|Lily of the Mohawks|
The Jesuits’ record of Catherine or Kateri Tekakwitha states that she was a shy and modest girl who avoided social gatherings and wore a blanket over her head because of the small pox that had destroyed her skin as a child. After smallpox killed her mother, father and brother and scarred her face she was adopted by family members. Tekakwitha was very skilled with traditional women’s work, which included making clothing, belts, mats, baskets, boxes, and preparing food, and a part of seasonal planting and intermittent weeding. Pressured to consider marriage around age 13, she would not agree to it and ran away. Although she had to suffer greatly for her faith, the young woman remained devout. Rejected at by her family and neighbours, Tekakwitha went to Kahnawake, the new aboriginal Christian colony in Canada. Here she lived a life dedicated to prayer, penitential practices, and care for the sick and aged. Every morning, even in bitterest winter, she stood before the chapel door until it opened at 4 a.m. and remained there until after the last mass. She was devoted to the eucharist (communion) and to Jesus crucified. Claude Chauchetière and Pierre Cholenec were Jesuit priests who played important roles in Tekakwitha’s life. Both were based in New France, an area which was considered dangerous and unappealing, due to wars with the Iroquois and the cold weather. Cholenec was present in New France before Chauchetière, having left for Canada in 1672. Both Chauchetière and Catherine arrived in Kahnawake in 1677. Chauchetière was the first to write a biography of Tekakwitha’s life, followed by Cholenec Chauchetière wrote that he was very impressed by Catherine. He had not expected an aboriginal to be so pious and he was certain Tekakwitha was a saint.
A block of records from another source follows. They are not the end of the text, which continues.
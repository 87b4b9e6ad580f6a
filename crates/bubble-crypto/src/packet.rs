//! # Packed Encoding
//!
//! Deterministic, type-tagged concatenation of values into a byte buffer,
//! matching Solidity's `abi.encodePacked` for the types Bubble contracts
//! verify: no separators, no length prefixes, fixed width per field.
//!
//! | Field | Bytes |
//! |-------|-------|
//! | `Text` | UTF-8 bytes of the value, its own length |
//! | `Hex { len: None }` | decoded hex at natural width |
//! | `Hex { len: Some(n) }` | decoded hex right-aligned into `n` bytes |
//! | `Address` | 20 bytes |
//! | `Bool` | 1 byte, `0x01` or `0x00` |
//! | `Uint { bits }` | big-endian, `bits / 8` bytes |
//!
//! The field list is a closed enum chosen at the call site. String tags
//! such as `uint32` are only parsed at the CLI boundary by
//! [`PacketType::from_str`](std::str::FromStr).
//!
//! A value that does not fit its declared width is an error. Nothing is
//! ever truncated, since a truncated packet would hash and sign as a
//! different payload than the caller intended.

use bubble_core::bytes::{decode_hex, is_hex_digits, strip_hex_prefix, uint_to_bytes};
use bubble_core::Address;

use crate::error::CryptoError;

/// Default `uint` width in bits when none is given.
pub const DEFAULT_UINT_BITS: usize = 256;

/// A single typed value in a packet.
#[derive(Debug, Clone, PartialEq, Eq)]
pub enum PacketField {
    /// Raw UTF-8 text.
    Text(String),
    /// Hex bytes, optionally right-aligned into a fixed width.
    Hex {
        /// Hex digits, with or without `0x`.
        value: String,
        /// Fixed width in bytes; `None` keeps the natural width.
        len: Option<usize>,
    },
    /// A 20-byte address.
    Address(Address),
    /// A single boolean byte.
    Bool(bool),
    /// A big-endian unsigned integer.
    Uint {
        /// The value.
        value: u128,
        /// Width in bits: a multiple of 8 from 8 to 256.
        bits: usize,
    },
}

impl PacketField {
    /// `uint256` field.
    pub fn uint256(value: u128) -> Self {
        Self::Uint { value, bits: 256 }
    }

    /// `uint128` field.
    pub fn uint128(value: u128) -> Self {
        Self::Uint { value, bits: 128 }
    }

    /// `uint32` field.
    pub fn uint32(value: u32) -> Self {
        Self::Uint {
            value: u128::from(value),
            bits: 32,
        }
    }

    /// `text` field.
    pub fn text(value: &str) -> Self {
        Self::Text(value.to_string())
    }

    /// Fixed-width `hexN` field from raw bytes.
    pub fn fixed_bytes(bytes: &[u8]) -> Self {
        Self::Hex {
            value: hex::encode(bytes),
            len: Some(bytes.len()),
        }
    }

    /// Append this field's bytes to `out`.
    ///
    /// # Errors
    ///
    /// [`CryptoError::ValueOutOfRange`] for an integer wider than its field,
    /// [`CryptoError::InvalidPacketValue`] for malformed or over-long hex,
    /// [`CryptoError::InvalidPacketType`] for an unsupported uint width.
    pub fn encode_into(&self, out: &mut Vec<u8>) -> Result<(), CryptoError> {
        match self {
            Self::Text(text) => out.extend_from_slice(text.as_bytes()),
            Self::Hex { value, len } => out.extend(encode_hex(value, *len)?),
            Self::Address(address) => out.extend_from_slice(address.as_bytes()),
            Self::Bool(flag) => out.push(u8::from(*flag)),
            Self::Uint { value, bits } => {
                check_uint_bits(*bits)?;
                let bytes = uint_to_bytes(*value, bits / 8).map_err(|_| {
                    CryptoError::ValueOutOfRange {
                        value: *value,
                        bits: *bits,
                    }
                })?;
                out.extend(bytes);
            }
        }
        Ok(())
    }
}

fn encode_hex(value: &str, len: Option<usize>) -> Result<Vec<u8>, CryptoError> {
    let invalid = || CryptoError::InvalidPacketValue {
        kind: len.map_or_else(|| "hex".to_string(), |n| format!("hex{n}")),
        value: value.to_string(),
    };
    let digits = strip_hex_prefix(value);
    if !digits.is_empty() && !is_hex_digits(digits) {
        return Err(invalid());
    }
    let decoded = decode_hex(value).map_err(|_| invalid())?;
    match len {
        None => Ok(decoded),
        Some(n) => {
            let significant = decoded.iter().skip_while(|b| **b == 0).count();
            if significant > n {
                return Err(invalid());
            }
            let mut out = vec![0u8; n];
            out[n - significant..].copy_from_slice(&decoded[decoded.len() - significant..]);
            Ok(out)
        }
    }
}

fn check_uint_bits(bits: usize) -> Result<(), CryptoError> {
    if bits == 0 || bits > 256 || bits % 8 != 0 {
        return Err(CryptoError::InvalidPacketType(format!("uint{bits}")));
    }
    Ok(())
}

/// Concatenate fields into one packed buffer.
///
/// Pure and deterministic: identical fields always produce identical bytes.
///
/// # Errors
///
/// The first field error, as [`PacketField::encode_into`].
pub fn encode_packed(fields: &[PacketField]) -> Result<Vec<u8>, CryptoError> {
    let mut out = Vec::new();
    for field in fields {
        field.encode_into(&mut out)?;
    }
    Ok(out)
}

/// A packet type tag, parsed from strings such as `uint32` or `hex20`.
#[derive(Debug, Clone, Copy, PartialEq, Eq)]
pub enum PacketType {
    /// `text`
    Text,
    /// `hex` or `hexN` (N bytes).
    Hex(Option<usize>),
    /// `address`
    Address,
    /// `bool`
    Bool,
    /// `uint` or `uintN` (N bits).
    Uint(usize),
}

impl std::str::FromStr for PacketType {
    type Err = CryptoError;

    fn from_str(s: &str) -> Result<Self, Self::Err> {
        let invalid = || CryptoError::InvalidPacketType(s.to_string());
        let width = |suffix: &str| -> Result<Option<usize>, CryptoError> {
            if suffix.is_empty() {
                return Ok(None);
            }
            if !suffix.bytes().all(|b| b.is_ascii_digit()) {
                return Err(invalid());
            }
            suffix.parse().map(Some).map_err(|_| invalid())
        };

        match s {
            "text" => Ok(Self::Text),
            "address" => Ok(Self::Address),
            "bool" => Ok(Self::Bool),
            _ => {
                if let Some(suffix) = s.strip_prefix("uint") {
                    let bits = width(suffix)?.unwrap_or(DEFAULT_UINT_BITS);
                    check_uint_bits(bits).map_err(|_| invalid())?;
                    Ok(Self::Uint(bits))
                } else if let Some(suffix) = s.strip_prefix("hex") {
                    match width(suffix)? {
                        Some(0) => Err(invalid()),
                        len => Ok(Self::Hex(len)),
                    }
                } else {
                    Err(invalid())
                }
            }
        }
    }
}

impl PacketType {
    /// Build a field of this type from a textual value.
    ///
    /// `uint` values are decimal, or `0x` hex for values wider than 128 bits.
    /// `bool` accepts `true`/`false`/`1`/`0`.
    ///
    /// # Errors
    ///
    /// [`CryptoError::InvalidPacketValue`] if the value does not parse.
    pub fn field(self, value: &str) -> Result<PacketField, CryptoError> {
        let invalid = |kind: &str| CryptoError::InvalidPacketValue {
            kind: kind.to_string(),
            value: value.to_string(),
        };
        match self {
            Self::Text => Ok(PacketField::Text(value.to_string())),
            Self::Hex(len) => Ok(PacketField::Hex {
                value: value.to_string(),
                len,
            }),
            Self::Address => Address::parse(value)
                .map(PacketField::Address)
                .map_err(|_| invalid("address")),
            Self::Bool => match value {
                "true" | "1" => Ok(PacketField::Bool(true)),
                "false" | "0" => Ok(PacketField::Bool(false)),
                _ => Err(invalid("bool")),
            },
            Self::Uint(bits) => {
                if value.starts_with("0x") {
                    // Wide values travel as fixed-width hex with identical bytes.
                    return Ok(PacketField::Hex {
                        value: value.to_string(),
                        len: Some(bits / 8),
                    });
                }
                value
                    .parse::<u128>()
                    .map(|value| PacketField::Uint { value, bits })
                    .map_err(|_| invalid(&format!("uint{bits}")))
            }
        }
    }
}

/// Parse a `type:value` argument, e.g. `uint32:3` or `address:0x…`.
///
/// # Errors
///
/// [`CryptoError::InvalidPacketType`] if there is no `:` or the type is
/// unknown, otherwise as [`PacketType::field`].
pub fn parse_field(arg: &str) -> Result<PacketField, CryptoError> {
    let (kind, value) = arg
        .split_once(':')
        .ok_or_else(|| CryptoError::InvalidPacketType(arg.to_string()))?;
    kind.parse::<PacketType>()?.field(value)
}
Jesuits then believed that natives needed the guidance of Christians in order to be set on the right path. Chauchetière says that such close contact with natives in Kahnawake changed some of his set notions about aboriginals – mainly his ideas about human difference.
Tekakwitha died on April 17, 1680, at 24. Devotion to Tekakwitha is responsible for establishing Native American ministries in Catholic Churches all over the U.S.A. and Canada. Hundreds of thousands have visited shrines to Tekakwitha erected at both St. Francis Xavier and Caughnawaga and at her birth place. Pilgrimages at these sites continue today and she is also honoured at the yearly Lac Ste. Anne Pilgrimage.